▶ _WORK REQUEST_
What is needed is each line of the data below that holds the string "module".

Collection entries
┄┄┄┄┄┄┄┄┄┄
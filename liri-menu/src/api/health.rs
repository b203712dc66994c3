//! Health check endpoint

use axum::{routing::get, Json, Router};
use serde::Serialize;

use crate::AppState;

/// Health check response: status, module name and version
#[derive(Debug, Serialize)]
pub struct HealthResponse {
    pub status: String,
    pub module: String,
    pub version: String,
}

/// GET /health
pub async fn health_check() -> Json<HealthResponse> {
    Json(HealthResponse {
        status: "ok".to_string(),
        module: env!("CARGO_PKG_NAME").to_string(),
        version: env!("CARGO_PKG_VERSION").to_string(),
    })
}

/// Build health check routes
pub fn health_routes() -> Router<AppState> {
    Router::new().route("/health", get(health_check))
}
┄┄┄┄┄┄┄┄┄┄
▶ _ANSWER AREA_
/// Health check response: status, module name and version
    pub module: String,
        module: env!("CARGO_PKG_NAME").to_string(),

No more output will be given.